'safe' json_decode( ,,, ) to prevent exhausting memory
You must be getting some massive JSON responses if they manage to exhaust your server's memory. Here are some metrics with a 1 MB file containing a multidimensional associated array (containing data prepared for entry into three MySQL tables with diverse data-types).
When I include
and the file is loaded into memory as an array, my memory usage goes to 9 MB. If I get the raw data with file_get_contents()
, it takes 1 MB memory as expected. Then, a PHP array has an approximate ratio of 1:9 to the strlen()
of the data (originally output with var_export()
).
When I run json_encode()
, peak memory usage doesn't increase. (PHP allocates memory in blocks so there's often a bit of overhead, in this case enough to include the string data of the JSON; but it could bump you up one block more.) The resulting JSON data as a string takes 670 KB.
When I load the JSON data with file_get_contents
into a string, it takes an expected 0.75 MB of memory. When I run json_decode()
on it, it takes 7 MB of memory. I would then factor a minimum ratio of 1:10 for JSON-data-bytesize decoded to native PHP array-or-object for RAM requirement.

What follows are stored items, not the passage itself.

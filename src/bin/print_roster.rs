use std::path::PathBuf;

use anyhow::{anyhow, Result};
use clap::Parser;
use serde_json::json;

use edupal_roster::api::ApiClient;
use edupal_roster::config;
use edupal_roster::session::StudentsScreen;

#[derive(Parser, Debug)]
#[command(about = "Dump the aggregated student roster as JSON")]
struct Args {
    /// Path to YAML config
    #[arg(long, default_value = "config.yaml")]
    config: PathBuf,

    /// Only include entries matching this search text
    #[arg(long, default_value = "")]
    search: String,
}

#[tokio::main]
async fn main() -> Result<()> {
    tracing_subscriber::fmt()
        .with_env_filter(tracing_subscriber::EnvFilter::from_default_env())
        .with_target(false)
        .compact()
        .with_writer(std::io::stderr)
        .init();

    let args = Args::parse();
    let cfg = config::load(Some(&args.config))?;
    let api = ApiClient::from_config(&cfg)?;

    let mut screen = StudentsScreen::new(cfg.roster.concurrent_fetch);
    if let Err(err) = screen.refresh(&api).await {
        return Err(anyhow!(err).context(screen.alert().unwrap_or_default().to_string()));
    }
    screen.set_query(args.search);

    let out = json!({
        "stats": screen.stats(),
        "skipped_classes": screen.skipped_classes(),
        "roster": screen.visible(),
    });
    println!("{}", serde_json::to_string_pretty(&out)?);
    Ok(())
}
//! Flattens the students of every class into one annotated roster.
//!
//! A class whose detail cannot be fetched contributes nothing; the rest of
//! the batch still goes through. Output order is always class order, then
//! the order students appear inside each class detail.
use futures::future::join_all;
use tracing::{debug, instrument, warn};

use crate::api::{ClassRepository, FetchError};
use crate::model::{ClassDetail, ClassSummary, RosterEntry};

/// A class whose detail fetch failed while building the roster.
#[derive(Debug)]
pub struct SkippedClass {
    pub class_id: i64,
    pub error: FetchError,
}

/// Result of one aggregation pass.
#[derive(Debug, Default)]
pub struct Roster {
    pub entries: Vec<RosterEntry>,
    pub skipped: Vec<SkippedClass>,
}

/// Annotate one class's students with the summary's name, subject and color.
pub fn entries_for_class(class: &ClassSummary, detail: ClassDetail) -> Vec<RosterEntry> {
    detail
        .students
        .into_iter()
        .map(|student| RosterEntry::new(student, class))
        .collect()
}

fn collect<I>(results: I) -> Roster
where
    I: IntoIterator<Item = (i64, Result<Vec<RosterEntry>, FetchError>)>,
{
    let mut roster = Roster::default();
    for (class_id, result) in results {
        match result {
            Ok(mut entries) => {
                debug!(class_id, students = entries.len(), "class merged into roster");
                roster.entries.append(&mut entries);
            }
            Err(error) => {
                warn!(class_id, %error, "skipping class: detail fetch failed");
                roster.skipped.push(SkippedClass { class_id, error });
            }
        }
    }
    roster
}

/// Fetch each class detail one at a time, in listed order.
#[instrument(skip_all, fields(classes = classes.len()))]
pub async fn build_roster(repo: &dyn ClassRepository, classes: &[ClassSummary]) -> Roster {
    let mut results = Vec::with_capacity(classes.len());
    for class in classes {
        let result = repo
            .get_class_detail(class.id)
            .await
            .map(|detail| entries_for_class(class, detail));
        results.push((class.id, result));
    }
    collect(results)
}

/// Fetch all class details at once. `join_all` yields results in input
/// order, so the roster matches `build_roster` regardless of completion order.
#[instrument(skip_all, fields(classes = classes.len()))]
pub async fn build_roster_concurrent(
    repo: &dyn ClassRepository,
    classes: &[ClassSummary],
) -> Roster {
    let fetches = classes.iter().map(|class| async move {
        let result = repo
            .get_class_detail(class.id)
            .await
            .map(|detail| entries_for_class(class, detail));
        (class.id, result)
    });
    collect(join_all(fetches).await)
}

To run a test on your JSON data before decoding it, you could then do something like this:
if (strlen($my_json) * 10 > ($my_mb_memory * 1024 * 1024)) {
die ('Decoding this would exhaust the server memory. Sorry!');
}
...where $my_json
is the raw JSON response, and $my_mb_memory
is your allocated RAM that's converted into bytes for comparison with the incoming data. (You can of course also use intval(ini_get('memory_limit'))
to get your memory limit as an integer.)
As pointed out below, the RAM usage will also depend on your data structure. For contrast, a few more quick test cases because I'm curious myself:
- If I create a uni-dimensional array with integers 1-60000, the saved PHP array size is 1 MB, but peak RAM usage is between 10.5 and 12.5 MB (curious oscillation), or a ratio of 1:12-ish.
- If I create a 1 MB file's worth data as 12000 random strings as a basic associative array, memory usage is only 5 MB when loaded; ratio of 1:5.
- If I create a 1 MB file's worth as a similar associative array, where half the entries are arrays as strings with a numeric index, memory usage is 7 MB, ratio 1:7.
So your actual RAM mileage may vary a good deal. Also be aware that if you pass that bulk of data around in circles and do a bit of this and that, your memory usage may get much (or exponentially, depending on your code economy) higher than what json_decode()
alone will cause.
To debug memory usage, you can use memory_get_usage()
and/or memory_get_peak_usage()
at major intervals in your code to log or output the memory used in different parts of your code.
Rather than simply quit if the JSON file is too large, you can process arbitrary size JSON files by using an event-based JSON parser like https://github.com/salsify/jsonstreamingparser. Only a small chunk of the object/array will be loaded into memory at a time.
My first answer above is purely about avoiding the memory limit. Now how can you deal with the data if you hate to discard some, but if it keeps being occasionally bulky beyond your memory limit?
Presuming that you don't need to have the response parsed in one shot and absolute real time. Then you could simply split the response into suitably sized chunks, for example with explode()
or preg_split()
, and save them into a temporary directory, and process later in a batch operation.
I presume the large API responses return multiple data-sets at once; if not, you could also splice a single multi-dimensional entry into more manageable chunks that are later rejoined, although that would require much more surgical precision into crafting your JSON-string splitter function.
If the multiple data-sets need to be associated in later processing (such as database-entry), you would also want to have an aggregator file containing the metadata for the batch op. (Or otherwise stick it all into a database.) You would of course have to ensure that the chunked data is well-formed. It's not ideal, but not having gigs of memory isn't ideal either. Batching is one way of dealing with it.